Army led the nation in time of possession, averaging 38.33 per game. In the near-upset of Oklahoma, the Black Knights held the ball for a staggering 44:11 of 60 minutes regulation before falling 28-21 in overtime. It was the beginning of the end for Oklahoma defensive coordinator Mike Stoops; head coach Lincoln Riley fired him two weeks later.
Hopkins finished his junior year as the first Army quarterback with 1,000 yards rushing (1,017) and passing (1,026) in a season; his play also led the first 11-win season in program history against two losses.
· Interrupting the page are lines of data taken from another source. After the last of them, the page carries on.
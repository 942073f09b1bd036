use serde::{Deserialize, Serialize};
use uuid::Uuid;

use crate::model::entity::{SubjectDetailRow, SubjectWithCountRow};

#[derive(Debug, Serialize, Deserialize, utoipa::ToSchema)]
#[serde(rename_all = "camelCase")]
pub struct SubjectSummary {
    pub id: Uuid,
    pub name: String,
    pub description: String,
    pub icon: String,
    pub color: String,
    pub subtopic_count: i64,
}

impl From<SubjectWithCountRow> for SubjectSummary {
    fn from(row: SubjectWithCountRow) -> Self {
        Self {
            id: row.id,
            name: row.name,
            description: row.description,
            icon: row.icon,
            color: row.color,
            subtopic_count: row.subtopic_count,
        }
    }
}

#[derive(Debug, Serialize, Deserialize, utoipa::ToSchema)]
#[serde(rename_all = "camelCase")]
pub struct LessonInSubject {
    pub id: Uuid,
    pub title: String,
    pub content: String,
    pub subtopic_id: Uuid,
}

#[derive(Debug, Serialize, Deserialize, utoipa::ToSchema)]
#[serde(rename_all = "camelCase")]
pub struct SubtopicWithLessons {
    pub id: Uuid,
    pub name: String,
    pub subject_id: Uuid,
    pub lessons: Vec<LessonInSubject>,
}

#[derive(Debug, Serialize, Deserialize, utoipa::ToSchema)]
#[serde(rename_all = "camelCase")]
pub struct SubjectDetail {
    pub id: Uuid,
    pub name: String,
    pub description: String,
    pub icon: String,
    pub color: String,
    pub subtopics: Vec<SubtopicWithLessons>,
}

impl TryFrom<SubjectDetailRow> for SubjectDetail {
    type Error = serde_json::Error;

    fn try_from(row: SubjectDetailRow) -> Result<Self, Self::Error> {
        Ok(Self {
            id: row.id,
            name: row.name,
            description: row.description,
            icon: row.icon,
            color: row.color,
            subtopics: serde_json::from_value(row.subtopics)?,
        })
    }
}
The trophy case additions included beating Navy for the third year in a row, capturing the Commander-in-Chief’s Trophy for the second consecutive season in its service academy rivalry with Navy and Air Force, routing Houston 70-14 for their third straight bowl victory and finishing in the Top 25 national polls for the first time since 1996. The Associated Press ranked Army No. 19 and USA Today No. 20.
The only quarterbacks to beat Hopkins were two on their way as NFL first-round draft picks — Oklahoma Heisman Trophy winner Kyler Murray, the first overall choice, and Duke’s Daniel Jones, the sixth selection overall with the New York Giants.
Hopkins’ breakout as a starter followed two seasons as an understudy to Bradshaw (5-11, 205), another undersized quarterback.
Bradshaw led Army to an 8-5 record in 2016, the Black Knights’ first winning season in six years and only the second in 20. In 2017, Bradshaw ran for an Army season rushing record of 1,746 yards on the way to a 10-3 mark.
The program’s upward trajectory was established under Bradshaw, who handed the baton to Hopkins. Army outside linebacker Amadeo West is senior that has played with both QBs.
“Ahmad was older, so I wasn’t around him as much, but he always led by example,” West said. “He was very humble with the amount of success he brought to the program.
“Kelvin is one of the best people I know. He can be a goof ball, but he’s a leader – the same person with everybody. It’s incredible how he can relate to so many different people on the team. He’ll get this team through everything this year.”
Both quarterbacks overcame inner-city neighborhood obstacles. That’s true for other cadets at West Point, midshipmen at Annapolis (Navy) and cadets at Colorado Springs (Air Force), but sports fans cast a halo of stars around quarterbacks and their stories.
“Ahmad has been a big factor in my life,” Hopkins said. “I learned a lot from him while I was around him at West Point. He’s a great leader.”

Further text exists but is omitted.